**Exercise goal:** Locate every line below that contains the word "alice" and copy it.
--- --- ---
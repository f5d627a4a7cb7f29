//! Git LFS pointer handling and on-demand content retrieval.
//!
//! Artifacts live in LFS; the working copy holds lightweight pointer files
//! until a user actually opens one. Pulls are always scoped to a single
//! path so network and disk cost stay bounded to the artifacts in use.

use std::fs::File;
use std::io::Read;
use std::path::Path;
use std::process::Command;

use tracing::debug;

use crate::error::{Error, Result};

/// Pointer files are tiny; anything at or above this size is real content.
pub const POINTER_SIZE_CEILING: u64 = 1024;

/// First line of every LFS pointer file
const POINTER_SIGNATURE: &[u8] = b"version https://git-lfs.github.com/spec/v1";

/// Cheap heuristic: small file beginning with the pointer signature.
/// A missing file is simply not a pointer.
pub fn is_pointer(path: &Path) -> Result<bool> {
    let metadata = match std::fs::metadata(path) {
        Ok(metadata) => metadata,
        Err(e) if e.kind() == std::io::ErrorKind::NotFound => return Ok(false),
        Err(e) => return Err(Error::Io(e)),
    };

    if !metadata.is_file() || metadata.len() >= POINTER_SIZE_CEILING {
        return Ok(false);
    }

    let mut head = [0u8; POINTER_SIGNATURE.len()];
    let mut file = File::open(path)?;
    let read = file.read(&mut head)?;

    Ok(read == head.len() && head == *POINTER_SIGNATURE)
}

/// Materialize full content for a single pointer file.
///
/// Runs `git lfs pull` scoped to exactly `rel_path`; the empty exclude
/// overrides any repository-wide fetchexclude.
pub fn pull_file(work_dir: &Path, rel_path: &str, allow_insecure: bool) -> Result<()> {
    debug!(path = rel_path, "pulling LFS content");

    let mut command = Command::new("git");
    command
        .args(["lfs", "pull", "--include", rel_path, "--exclude", ""])
        .current_dir(work_dir);
    if allow_insecure {
        command.env("GIT_SSL_NO_VERIFY", "true");
    }

    let output = command.output()?;
    if !output.status.success() {
        return Err(Error::OperationFailed(format!(
            "git lfs pull failed for {rel_path}: {}",
            String::from_utf8_lossy(&output.stderr).trim()
        )));
    }

    Ok(())
}

/// Configure a freshly opened working copy for on-demand retrieval: bulk
/// fetches exclude everything, so only explicit single-path pulls download
/// content.
pub fn configure_on_demand(repo: &git2::Repository) -> Result<()> {
    let mut config = repo.config()?;
    config.set_str("lfs.fetchexclude", "*")?;
    Ok(())
}

#[cfg(test)]
mod tests {
    use super::*;
    use std::fs;
    use tempfile::TempDir;

    fn pointer_body() -> Vec<u8> {
        let mut body = POINTER_SIGNATURE.to_vec();
        body.extend_from_slice(
            b"\noid sha256:4d7a214614ab2935c943f9e0ff69d22eadbb8f32b1258daaa5e2ca24d17e2393\nsize 12345\n",
        );
        body
    }

    #[test]
    fn small_signed_file_is_pointer() {
        let temp = TempDir::new().unwrap();
        let path = temp.path().join("1234567.mcam");
        fs::write(&path, pointer_body()).unwrap();

        assert!(is_pointer(&path).unwrap());
    }

    #[test]
    fn ordinary_binary_is_not_pointer() {
        let temp = TempDir::new().unwrap();
        let path = temp.path().join("1234567.mcam");
        fs::write(&path, vec![0x89u8; 4096]).unwrap();

        assert!(!is_pointer(&path).unwrap());
    }

    #[test]
    fn small_unsigned_file_is_not_pointer() {
        let temp = TempDir::new().unwrap();
        let path = temp.path().join("note.txt");
        fs::write(&path, b"just a tiny file").unwrap();

        assert!(!is_pointer(&path).unwrap());
    }

    #[test]
    fn large_file_with_signature_prefix_is_not_pointer() {
        let temp = TempDir::new().unwrap();
        let path = temp.path().join("odd.bin");
        let mut body = pointer_body();
        body.resize(POINTER_SIZE_CEILING as usize + 1, b'x');
        fs::write(&path, body).unwrap();

        assert!(!is_pointer(&path).unwrap());
    }

    #[test]
    fn missing_file_is_not_pointer() {
        let temp = TempDir::new().unwrap();
        assert!(!is_pointer(&temp.path().join("absent.mcam")).unwrap());
    }
}
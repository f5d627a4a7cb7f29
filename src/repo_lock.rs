//! Repository-wide mutual exclusion across threads and processes.
//!
//! Every operation that mutates the working copy runs under this lock.
//! Ownership is a marker file created with exclusive-create semantics,
//! holding {pid, hostname, acquired_at}. A crashed holder leaves its
//! marker behind, so contention inspects the marker and breaks it when
//! it is provably stale: older than the age ceiling, or held by a pid
//! that no longer exists on this host.
//!
//! Breaking an aged-but-alive holder is a documented trade-off: a truly
//! slow operation past the ceiling loses the lock rather than deadlocking
//! every peer forever.

use std::fs;
use std::io;
use std::path::{Path, PathBuf};
use std::process::Command;
use std::sync::Arc;
use std::time::{Duration, Instant};

use chrono::{DateTime, Utc};
use serde::{Deserialize, Serialize};
use tracing::{debug, warn};

use crate::error::{Error, Result};
use crate::fsio;

/// Default bound on how long acquire() waits
pub const DEFAULT_ACQUIRE_TIMEOUT: Duration = Duration::from_secs(15);

/// Default marker age beyond which the holder is declared stale
pub const DEFAULT_STALE_AFTER: Duration = Duration::from_secs(300);

/// Poll interval while a healthy holder is working
const RETRY_INTERVAL_MS: u64 = 250;

/// Attempts to delete a marker that resists removal (e.g. PermissionDenied)
const FORCE_REMOVE_ATTEMPTS: u32 = 3;

/// Circuit breaker: forced recoveries allowed within one acquire() call.
/// An unresolved underlying cause (filesystem permissions, a respawning
/// holder) must surface as an error instead of looping.
const MAX_FORCED_RECOVERIES: u32 = 3;

/// Marker file payload identifying the holder
#[derive(Debug, Clone, Serialize, Deserialize)]
pub struct LockMarker {
    pub pid: u32,
    pub host: String,
    pub acquired_at: DateTime<Utc>,
}

impl LockMarker {
    fn for_current_process() -> Self {
        Self {
            pid: std::process::id(),
            host: hostname(),
            acquired_at: Utc::now(),
        }
    }

    fn age(&self) -> Duration {
        (Utc::now() - self.acquired_at).to_std().unwrap_or_default()
    }
}

/// Probes process liveness so the staleness policy is testable without
/// killing real processes.
pub trait ProcessProbe: Send + Sync {
    fn is_alive(&self, pid: u32) -> bool;

    /// Best-effort termination; returns whether a signal was delivered.
    fn terminate(&self, pid: u32) -> bool;
}

/// Probe backed by the operating system's process table.
pub struct SystemProbe;

impl ProcessProbe for SystemProbe {
    #[cfg(unix)]
    fn is_alive(&self, pid: u32) -> bool {
        Command::new("kill")
            .args(["-0", &pid.to_string()])
            .output()
            .map(|out| out.status.success())
            .unwrap_or(false)
    }

    #[cfg(windows)]
    fn is_alive(&self, pid: u32) -> bool {
        Command::new("tasklist")
            .args(["/FI", &format!("PID eq {pid}"), "/NH"])
            .output()
            .map(|out| String::from_utf8_lossy(&out.stdout).contains(&pid.to_string()))
            .unwrap_or(false)
    }

    #[cfg(unix)]
    fn terminate(&self, pid: u32) -> bool {
        Command::new("kill")
            .args(["-TERM", &pid.to_string()])
            .output()
            .map(|out| out.status.success())
            .unwrap_or(false)
    }

    #[cfg(windows)]
    fn terminate(&self, pid: u32) -> bool {
        Command::new("taskkill")
            .args(["/PID", &pid.to_string(), "/F"])
            .output()
            .map(|out| out.status.success())
            .unwrap_or(false)
    }
}

enum MarkerState {
    Missing,
    Corrupt,
    Held(LockMarker),
}

/// Cross-process mutex over the working copy.
pub struct RepoMutex {
    marker_path: PathBuf,
    acquire_timeout: Duration,
    stale_after: Duration,
    probe: Arc<dyn ProcessProbe>,
}

impl RepoMutex {
    pub fn new(marker_path: impl AsRef<Path>) -> Self {
        Self::with_probe(marker_path, Arc::new(SystemProbe))
    }

    pub fn with_probe(marker_path: impl AsRef<Path>, probe: Arc<dyn ProcessProbe>) -> Self {
        Self {
            marker_path: marker_path.as_ref().to_path_buf(),
            acquire_timeout: DEFAULT_ACQUIRE_TIMEOUT,
            stale_after: DEFAULT_STALE_AFTER,
            probe,
        }
    }

    pub fn acquire_timeout(mut self, timeout: Duration) -> Self {
        self.acquire_timeout = timeout;
        self
    }

    pub fn stale_after(mut self, ceiling: Duration) -> Self {
        self.stale_after = ceiling;
        self
    }

    pub fn marker_path(&self) -> &Path {
        &self.marker_path
    }

    /// Block until exclusive ownership is obtained, or fail with
    /// `LockTimeout` once the bounded wait elapses.
    ///
    /// Stale and corrupt markers are broken in place and retried
    /// immediately, without burning the timeout budget.
    pub fn acquire(&self) -> Result<RepoMutexGuard> {
        let deadline = Instant::now() + self.acquire_timeout;
        let mut forced_recoveries = 0u32;

        loop {
            if self.try_create_marker()? {
                debug!(marker = %self.marker_path.display(), "repository lock acquired");
                return Ok(RepoMutexGuard {
                    marker_path: self.marker_path.clone(),
                });
            }

            match self.read_marker() {
                MarkerState::Missing => {
                    // Holder released between our create attempt and the
                    // read; retry straight away.
                    continue;
                }
                MarkerState::Corrupt => {
                    warn!(
                        marker = %self.marker_path.display(),
                        "repository lock marker unreadable, breaking it"
                    );
                    self.force_recovery(None, &mut forced_recoveries)?;
                }
                MarkerState::Held(marker) if self.is_stale(&marker) => {
                    warn!(
                        pid = marker.pid,
                        host = %marker.host,
                        age_secs = marker.age().as_secs(),
                        "stale repository lock detected, forcing recovery"
                    );
                    self.force_recovery(Some(&marker), &mut forced_recoveries)?;
                }
                MarkerState::Held(marker) => {
                    if Instant::now() >= deadline {
                        debug!(pid = marker.pid, host = %marker.host, "repository lock wait timed out");
                        return Err(Error::LockTimeout(self.acquire_timeout));
                    }
                    std::thread::sleep(Duration::from_millis(RETRY_INTERVAL_MS));
                }
            }
        }
    }

    fn try_create_marker(&self) -> Result<bool> {
        let marker = LockMarker::for_current_process();
        let payload = serde_json::to_vec_pretty(&marker)?;
        fsio::create_exclusive(&self.marker_path, &payload)
    }

    fn read_marker(&self) -> MarkerState {
        match fs::read(&self.marker_path) {
            Ok(raw) => match serde_json::from_slice(&raw) {
                Ok(marker) => MarkerState::Held(marker),
                Err(_) => MarkerState::Corrupt,
            },
            Err(e) if e.kind() == io::ErrorKind::NotFound => MarkerState::Missing,
            Err(_) => MarkerState::Corrupt,
        }
    }

    /// A marker is stale when its age exceeds the ceiling, or when it was
    /// taken on this host by a pid that no longer exists. Liveness of a
    /// pid on another host is unknowable here, so only the age rule
    /// applies to foreign markers.
    fn is_stale(&self, marker: &LockMarker) -> bool {
        if marker.age() > self.stale_after {
            return true;
        }
        marker.host == hostname() && !self.probe.is_alive(marker.pid)
    }

    fn force_recovery(&self, marker: Option<&LockMarker>, forced: &mut u32) -> Result<()> {
        if *forced >= MAX_FORCED_RECOVERIES {
            return Err(Error::LockTimeout(self.acquire_timeout));
        }
        *forced += 1;

        if let Some(marker) = marker {
            if marker.host == hostname() && self.probe.is_alive(marker.pid) {
                let delivered = self.probe.terminate(marker.pid);
                debug!(pid = marker.pid, delivered, "terminated stale lock holder");
            }
        }

        self.remove_marker_with_retries()
    }

    fn remove_marker_with_retries(&self) -> Result<()> {
        let mut last_err = None;
        for attempt in 1..=FORCE_REMOVE_ATTEMPTS {
            match fs::remove_file(&self.marker_path) {
                Ok(()) => return Ok(()),
                Err(e) if e.kind() == io::ErrorKind::NotFound => return Ok(()),
                Err(e) if e.kind() == io::ErrorKind::PermissionDenied => {
                    warn!(
                        attempt,
                        marker = %self.marker_path.display(),
                        "permission denied removing stale lock marker"
                    );
                    last_err = Some(e);
                    std::thread::sleep(Duration::from_millis(100 * u64::from(attempt)));
                }
                Err(e) => return Err(Error::Io(e)),
            }
        }

        Err(Error::Io(last_err.unwrap_or_else(|| {
            io::Error::new(io::ErrorKind::Other, "stale lock marker removal failed")
        })))
    }
}

/// Scoped ownership of the repository lock; the marker is removed on every
/// exit path, including panics and early returns.
pub struct RepoMutexGuard {
    marker_path: PathBuf,
}

impl RepoMutexGuard {
    /// Explicit release for callers that want the error, not just the drop.
    pub fn release(self) -> Result<()> {
        let path = self.marker_path.clone();
        std::mem::forget(self);
        match fs::remove_file(&path) {
            Ok(()) => Ok(()),
            Err(e) if e.kind() == io::ErrorKind::NotFound => Ok(()),
            Err(e) => Err(Error::Io(e)),
        }
    }
}

impl Drop for RepoMutexGuard {
    fn drop(&mut self) {
        let _ = fs::remove_file(&self.marker_path);
    }
}

fn hostname() -> String {
    if let Ok(name) = std::env::var("HOSTNAME") {
        if !name.trim().is_empty() {
            return name.trim().to_string();
        }
    }
    if let Ok(name) = std::env::var("COMPUTERNAME") {
        if !name.trim().is_empty() {
            return name.trim().to_string();
        }
    }

    Command::new("hostname")
        .output()
        .ok()
        .map(|out| String::from_utf8_lossy(&out.stdout).trim().to_string())
        .filter(|name| !name.is_empty())
        .unwrap_or_else(|| "unknown".to_string())
}
//! pdm checkin: publish modified content and release the lock.

use std::path::Path;

use serde::Serialize;

use crate::error::{Error, Result};
use crate::output::emit_success;
use crate::revision::RevisionKind;
use crate::validate;

use super::{resolve_path, CliContext};

#[derive(Serialize)]
struct CheckinReport {
    filename: String,
    path: String,
    revision: String,
}

pub fn run(
    ctx: &CliContext,
    filename: &str,
    message: &str,
    content_file: Option<&Path>,
    rev: &str,
    explicit_major: Option<&str>,
) -> Result<()> {
    validate::validate_artifact_name(filename, &ctx.config.store.allowed_extensions)?;

    let path = resolve_path(ctx, filename)?;
    let registry = ctx.store.registry();

    match registry.get(&path)? {
        Some(checkout) if checkout.user == ctx.user => {}
        _ => {
            return Err(Error::NotCheckedOut {
                path,
                user: ctx.user.clone(),
            });
        }
    }

    let content = match content_file {
        Some(file) => std::fs::read(file)?,
        None => ctx.store.get_content(&path)?,
    };

    let revision = ctx.store.checkin(
        &path,
        &content,
        message,
        RevisionKind::from_request(rev),
        &ctx.user,
        explicit_major,
    )?;

    // Content landed; the lock record follows in its own commit. A failed
    // unlock publish leaves the lock visible, which is recoverable by
    // retrying cancel or an admin unlock.
    registry.release(&path)?;
    ctx.store.commit_and_push(
        &[registry.record_rel_path(&path)],
        &format!("UNLOCK: {filename} after check-in by {}", ctx.user),
        &ctx.user,
    )?;

    let report = CheckinReport {
        filename: filename.to_string(),
        path,
        revision: revision.to_string(),
    };
    emit_success(
        ctx.output,
        "checkin",
        &report,
        &[format!("{filename} checked in at revision {revision}")],
    )
}
use crate::scoring::Score;
use crate::settings::{Difficulty, Language};
use directories::ProjectDirs;
use serde::{Deserialize, Serialize};
use std::fs;
use std::path::{Path, PathBuf};

/// One persisted tournament outcome: the winner and their best score.
#[derive(Debug, Clone, PartialEq, Serialize, Deserialize)]
pub struct TournamentStat {
    pub language: Language,
    pub difficulty: Difficulty,
    pub correct_keystrokes: usize,
    pub uniformity_score: u32,
    pub name: String,
}

impl TournamentStat {
    pub fn new(language: Language, difficulty: Difficulty, name: String, best: &Score) -> Self {
        Self {
            language,
            difficulty,
            correct_keystrokes: best.correct_keystrokes,
            uniformity_score: best.uniformity_score,
            name,
        }
    }
}

#[derive(Debug, Default, Serialize, Deserialize)]
struct StatFile {
    stats: Vec<TournamentStat>,
}

/// JSON-backed tournament history, tolerant of missing or corrupt files
/// like [`crate::records::RecordStore`].
#[derive(Debug)]
pub struct TournamentStatStore {
    path: PathBuf,
    stats: Vec<TournamentStat>,
}

impl TournamentStatStore {
    #[allow(clippy::new_without_default)]
    pub fn new() -> Self {
        let path = if let Some(pd) = ProjectDirs::from("", "", "keyduel") {
            pd.data_dir().join("tournament.json")
        } else {
            PathBuf::from("keyduel_tournament.json")
        };
        Self::with_path(path)
    }

    pub fn with_path<P: AsRef<Path>>(p: P) -> Self {
        let path = p.as_ref().to_path_buf();
        let stats = load_stats(&path);
        Self { path, stats }
    }

    pub fn save_stat(&mut self, stat: TournamentStat) -> std::io::Result<()> {
        self.stats.push(stat);
        self.flush()
    }

    /// The `count` most recent tournament outcomes, oldest first.
    pub fn last(&self, count: usize) -> &[TournamentStat] {
        let skip = self.stats.len().saturating_sub(count);
        &self.stats[skip..]
    }

    pub fn is_empty(&self) -> bool {
        self.stats.is_empty()
    }

    fn flush(&self) -> std::io::Result<()> {
        if let Some(parent) = self.path.parent() {
            fs::create_dir_all(parent)?;
        }
        let file = StatFile {
            stats: self.stats.clone(),
        };
        let data = serde_json::to_vec_pretty(&file).unwrap_or_default();
        fs::write(&self.path, data)
    }
}

fn load_stats(path: &Path) -> Vec<TournamentStat> {
    if let Ok(bytes) = fs::read(path) {
        if let Ok(file) = serde_json::from_slice::<StatFile>(&bytes) {
            return file.stats;
        }
    }
    Vec::new()
}

#[cfg(test)]
mod tests {
    use super::*;
    use tempfile::tempdir;

    fn stat(name: &str, correct: usize) -> TournamentStat {
        TournamentStat {
            language: Language::English,
            difficulty: Difficulty::Simple,
            correct_keystrokes: correct,
            uniformity_score: 75,
            name: name.to_string(),
        }
    }

    #[test]
    fn missing_file_loads_as_empty() {
        let dir = tempdir().unwrap();
        let store = TournamentStatStore::with_path(dir.path().join("tournament.json"));

        assert!(store.is_empty());
    }

    #[test]
    fn corrupt_file_loads_as_empty() {
        let dir = tempdir().unwrap();
        let path = dir.path().join("tournament.json");
        fs::write(&path, "]]]").unwrap();

        assert!(TournamentStatStore::with_path(&path).is_empty());
    }

    #[test]
    fn save_and_reload_roundtrip() {
        let dir = tempdir().unwrap();
        let path = dir.path().join("tournament.json");

        let mut store = TournamentStatStore::with_path(&path);
        store.save_stat(stat("alice", 120)).unwrap();
        store.save_stat(stat("bob", 90)).unwrap();

        let reloaded = TournamentStatStore::with_path(&path);
        assert_eq!(reloaded.last(5).len(), 2);
        assert_eq!(reloaded.last(5)[0].name, "alice");
    }

    #[test]
    fn last_caps_at_available_entries() {
        let dir = tempdir().unwrap();
        let mut store = TournamentStatStore::with_path(dir.path().join("tournament.json"));
        store.save_stat(stat("alice", 10)).unwrap();
        store.save_stat(stat("bob", 20)).unwrap();
        store.save_stat(stat("cara", 30)).unwrap();

        let last_two = store.last(2);
        assert_eq!(last_two.len(), 2);
        assert_eq!(last_two[0].name, "bob");
        assert_eq!(last_two[1].name, "cara");
    }

    #[test]
    fn stat_built_from_champion_score() {
        let best = Score {
            elapsed_secs: 20.0,
            chars_typed: 50,
            correct_keystrokes: 48,
            accuracy: 96.0,
            wpm: 30.0,
            uniformity_score: 82,
            avg_deviation: 0.02,
        };

        let stat = TournamentStat::new(Language::Russian, Difficulty::Hard, "vera".into(), &best);

        assert_eq!(stat.correct_keystrokes, 48);
        assert_eq!(stat.uniformity_score, 82);
        assert_eq!(stat.name, "vera");
    }
}
// Library surface for headless/integration tests and reuse.
// Terminal setup and CLI wiring stay in main.rs.
pub mod bracket;
pub mod exercise;
pub mod records;
pub mod runtime;
pub mod scoring;
pub mod session;
pub mod settings;
pub mod stats;
pub mod tournament;
pub mod ui;
pub mod util;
--- --- ---
**Problem solution:**
        store.save_stat(stat("alice", 120)).unwrap();
        assert_eq!(reloaded.last(5)[0].name, "alice");
        store.save_stat(stat("alice", 10)).unwrap();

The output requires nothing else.